As to how such an error could have occurred in the first place, Isaacson said he was just as puzzled as anyone else. “We never heard an explanation, whether it was an editorial glitch or a deliberate decision. But considering Israel’s prominence in the scientific world and UNESCO’s history regarding Israel, I cannot believe that political considerations were not part of the exclusion.”
Gretchen Kalonji, assistant director general for Natural Sciences at UNESCO, respectfully disagrees. “I don’t know the details of how this omission came about, but the folks responsible for the report are not with us anymore,” she said. “The report has changed in format over the years, and previous versions had Israel prominently featured. But the omission was definitely not politically motivated. We have had good ties with Israeli scientists for many years, and we intend to post the chapter on Israeli achievements in the 2005-2010 report.”
In addition, Kalonji said, UNESCO is initiating a new project highlighting scientific accomplishments by country; Israel will be the first to be honored. And, she added, a special interview UNESCO conducted with Professor Ruth Arnon, director of the Israeli Academy of Sciences (and co-developer of Copaxone), is to be posted “in the coming weeks” on UNESCO’s website.

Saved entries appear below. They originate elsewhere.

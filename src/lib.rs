//! `ppforest` grows projection pursuit trees and forests for multi-class classification.
//!
//! A projection pursuit tree splits the classes reaching a node into two groups along a linear
//! projection of all (or a random subset of the) features. The projection is found by
//! generalized linear discriminant analysis, [`Glda`](strategy::Glda), which maximizes the
//! separation of the class means relative to the within-class scatter. A tree trained on `K`
//! classes has `K - 1` conditions and one response per class.
//!
//! A [`Forest`] grows trees on stratified bootstrap samples in parallel and classifies by
//! plurality vote. Training is reproducible: the randomness of every tree derives from the
//! forest seed and the tree index only.
//!
//! ## Example
//!
//! ```rust
//! use ppforest::prelude::*;
//! use ndarray::array;
//!
//! let data = DataSpec::new(
//!     array![[1.0, 0.2], [1.1, 0.1], [0.8, 0.3], [3.0, 2.9], [3.2, 3.1], [2.9, 3.3]],
//!     array!["a".to_string(), "a".into(), "a".into(), "b".into(), "b".into(), "b".into()],
//! ).unwrap();
//!
//! let tree = Tree::params().fit(&data).unwrap();
//! assert_eq!(tree.predict(&array![[3.1, 3.0]]), array!["b".to_string()]);
//!
//! let forest = Forest::params(10).seed(7).fit(&data).unwrap();
//! assert_eq!(forest.predict(&array![[0.9, 0.1]]), array!["a".to_string()]);
//! ```
//!
//! ## Features
//!
//! * `serde` (default): serialization of hyperparameters and the JSON model format, see
//!   [`Tree::to_json`] and [`Forest::to_json`]

pub mod dataset;
pub mod error;
pub mod forest;
pub mod importance;
mod metrics_classification;
mod param_guard;
pub mod prelude;
pub mod strategy;
pub mod traits;
pub mod tree;

pub use dataset::{DataSpec, Float, Label};
pub use error::{Error, Result};
pub use forest::{BootstrapTree, Forest, ForestParams, ForestValidParams};
pub use param_guard::ParamGuard;
pub use tree::{Tree, TreeParams, TreeValidParams};

/// Common metrics functions for classification
pub mod metrics {
    pub use crate::metrics_classification::{ConfusionMatrix, ToConfusionMatrix};
}
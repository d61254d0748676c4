//! Datasets
//!
//! This module implements the partition layer used by tree induction: a plain labelled
//! [`DataSpec`], its class-contiguous refinement [`SortedDataSpec`] with the [`GroupSpec`]
//! index of class blocks, and [`BootstrapDataSpec`] which views a bootstrap draw of a shared
//! `SortedDataSpec` together with its out-of-bag complement.
use ndarray::{Array1, Array2, ArrayBase, ArrayView1, ArrayView2, Axis, Data, Ix2, NdFloat};

use num_traits::{FromPrimitive, NumCast, Signed};

use std::collections::BTreeSet;
use std::fmt;
use std::hash::Hash;
use std::iter::Sum;

use crate::error::{Error, Result};

mod bootstrap;
mod group;
mod sorted;
mod standardize;

pub use bootstrap::BootstrapDataSpec;
pub use group::GroupSpec;
pub use sorted::SortedDataSpec;
pub use standardize::Standardization;

/// Floating point numbers
///
/// This trait bound multiplexes to the most common assumption of floating point number and
/// implement them for 32bit and 64bit floating points. They are used in the feature matrix of a
/// dataset and in the projectors and thresholds of a tree.
pub trait Float: NdFloat + FromPrimitive + Default + Signed + Sum + approx::AbsDiffEq {
    fn cast<T: NumCast>(x: T) -> Self {
        NumCast::from(x).unwrap()
    }
}

impl Float for f32 {}

impl Float for f64 {}

/// Discrete labels
///
/// Labels are countable, totally ordered and hashable. The ordering decides the layout of
/// class blocks in a [`SortedDataSpec`] and every tie-break of the training algorithm.
pub trait Label: PartialEq + Eq + Hash + Ord + Clone + Default + fmt::Debug + Send + Sync {}

impl Label for bool {}
impl Label for usize {}
impl Label for u8 {}
impl Label for u16 {}
impl Label for u32 {}
impl Label for u64 {}
impl Label for i32 {}
impl Label for i64 {}
impl Label for String {}

/// Labelled observations
///
/// A feature matrix with one row per observation, the label of every row and the set of
/// classes the data is about. The class set defaults to the distinct labels but may be larger,
/// for example when an out-of-bag selection misses a class of the full training set.
#[derive(Debug, Clone, PartialEq)]
pub struct DataSpec<F, L> {
    x: Array2<F>,
    y: Array1<L>,
    classes: BTreeSet<L>,
}

impl<F: Float, L: Label> DataSpec<F, L> {
    /// Create a new dataset from features and labels
    ///
    /// Fails with `ShapeMismatch` if the number of rows differs from the number of labels.
    pub fn new(x: Array2<F>, y: Array1<L>) -> Result<Self> {
        let classes = y.iter().cloned().collect();
        Self::with_classes(x, y, classes)
    }

    /// Create a new dataset with an explicit class set
    ///
    /// Every label in `y` must be part of `classes`.
    pub fn with_classes(x: Array2<F>, y: Array1<L>, classes: BTreeSet<L>) -> Result<Self> {
        if x.nrows() != y.len() {
            return Err(Error::ShapeMismatch {
                context: "labelled data",
                expected: x.nrows(),
                found: y.len(),
            });
        }
        if let Some(unknown) = y.iter().find(|label| !classes.contains(label)) {
            return Err(Error::Parameters(format!(
                "label {:?} is not part of the class set",
                unknown
            )));
        }

        Ok(DataSpec { x, y, classes })
    }

    /// Copy features and labels from any array representation
    pub fn from_arrays<D: Data<Elem = F>>(
        x: &ArrayBase<D, Ix2>,
        y: &ArrayBase<impl Data<Elem = L>, ndarray::Ix1>,
    ) -> Result<Self> {
        Self::new(x.to_owned(), y.to_owned())
    }

    pub fn x(&self) -> ArrayView2<F> {
        self.x.view()
    }

    pub fn y(&self) -> ArrayView1<L> {
        self.y.view()
    }

    pub fn classes(&self) -> &BTreeSet<L> {
        &self.classes
    }

    /// Number of observations
    pub fn nrows(&self) -> usize {
        self.x.nrows()
    }

    /// Number of features
    pub fn ncols(&self) -> usize {
        self.x.ncols()
    }

    pub fn is_empty(&self) -> bool {
        self.nrows() == 0
    }

    /// Gathers arbitrary rows, repetitions allowed
    ///
    /// The result is not necessarily class-contiguous. It keeps the class set of `self`.
    ///
    /// ### Panics
    ///
    /// If an index is out of bounds
    pub fn select(&self, indices: &[usize]) -> DataSpec<F, L> {
        DataSpec {
            x: self.x.select(Axis(0), indices),
            y: self.y.select(Axis(0), indices),
            classes: self.classes.clone(),
        }
    }

    /// Keeps only the given feature columns, in the given order
    ///
    /// ### Panics
    ///
    /// If a column index is out of bounds
    pub fn select_columns(&self, columns: &[usize]) -> DataSpec<F, L> {
        DataSpec {
            x: self.x.select(Axis(1), columns),
            y: self.y.clone(),
            classes: self.classes.clone(),
        }
    }

    /// Replaces the feature matrix, keeping labels and classes
    pub fn with_features(self, x: Array2<F>) -> Result<Self> {
        Self::with_classes(x, self.y, self.classes)
    }

    pub fn into_parts(self) -> (Array2<F>, Array1<L>, BTreeSet<L>) {
        (self.x, self.y, self.classes)
    }
}

#[cfg(test)]
mod tests {
    use super::*;
    use ndarray::array;

    #[test]
    fn rejects_row_label_mismatch() {
        let res = DataSpec::new(array![[1.0f64], [2.0]], array![0usize]);
        assert!(matches!(
            res,
            Err(Error::ShapeMismatch {
                expected: 2,
                found: 1,
                ..
            })
        ));
    }

    #[test]
    fn classes_default_to_distinct_labels() {
        let data = DataSpec::new(array![[1.0f64], [2.0], [3.0]], array![2usize, 0, 2]).unwrap();
        assert_eq!(data.classes().iter().copied().collect::<Vec<_>>(), vec![0, 2]);
    }

    #[test]
    fn explicit_classes_must_cover_labels() {
        let classes = [0usize, 1].into_iter().collect();
        let res = DataSpec::with_classes(array![[1.0f64]], array![3usize], classes);
        assert!(matches!(res, Err(Error::Parameters(_))));
    }

    #[test]
    fn select_gathers_rows_and_keeps_classes() {
        let data = DataSpec::new(
            array![[0.0f64, 1.0], [2.0, 3.0], [4.0, 5.0]],
            array![0usize, 1, 2],
        )
        .unwrap();

        let rows = data.select(&[2, 2, 0]);
        assert_eq!(rows.x(), array![[4.0f64, 5.0], [4.0, 5.0], [0.0, 1.0]]);
        assert_eq!(rows.y(), array![2usize, 2, 0]);
        assert_eq!(rows.classes().len(), 3);

        let cols = data.select_columns(&[1]);
        assert_eq!(cols.x(), array![[1.0f64], [3.0], [5.0]]);
    }
}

For the Israeli official, it’s about time. “When Dan Shechtman won the Nobel Prize for Chemistry last year, we suggested to UNESCO that this would be the perfect time to update the online version of the report,” he said. “They refused.”
Science and Technology Minister Hershkowitz, for his part, said that he “congratulated UNESCO for its decision to release reports that include Israel’s accomplishments in science in a respectable and clear manner that cannot be ignored.” Hershkowitz met with Bokova last year to discuss a number of issues, and in an interview with Haaretz, Bokova said that she had promised Hershkowitz that UNESCO would present Israel’s scientific achievements “at the first opportunity. We are very proud to honor Israeli researchers,” Bokova said in the interview. “Professor Ada Yonath was named a UNESCO ‘Woman of Science’ a year before she won the Nobel Prize. We have become an avenue to the Prize, and we are very proud of this.”
But despite official reassurances that UNESCO respects Israel’s scientific accomplishments, the Israeli official said that the saga of the Science Report is more representative of Israel’s experience with UNESCO than the aforementioned positive comments. “The Science Report is not the only publication that we have been trying to get UNESCO to change,” he said. “The organization’s History of Humanity, we feel, is very biased against Israel.”
That, however, is another story and another battle, the official said. For now, he is happy that UNESCO has committed to making the changes in the science report. “Of course now we are waiting for them to actually fulfill their promise,” the official said. “When dealing with UNESCO, I have come to realize, seeing is believing.”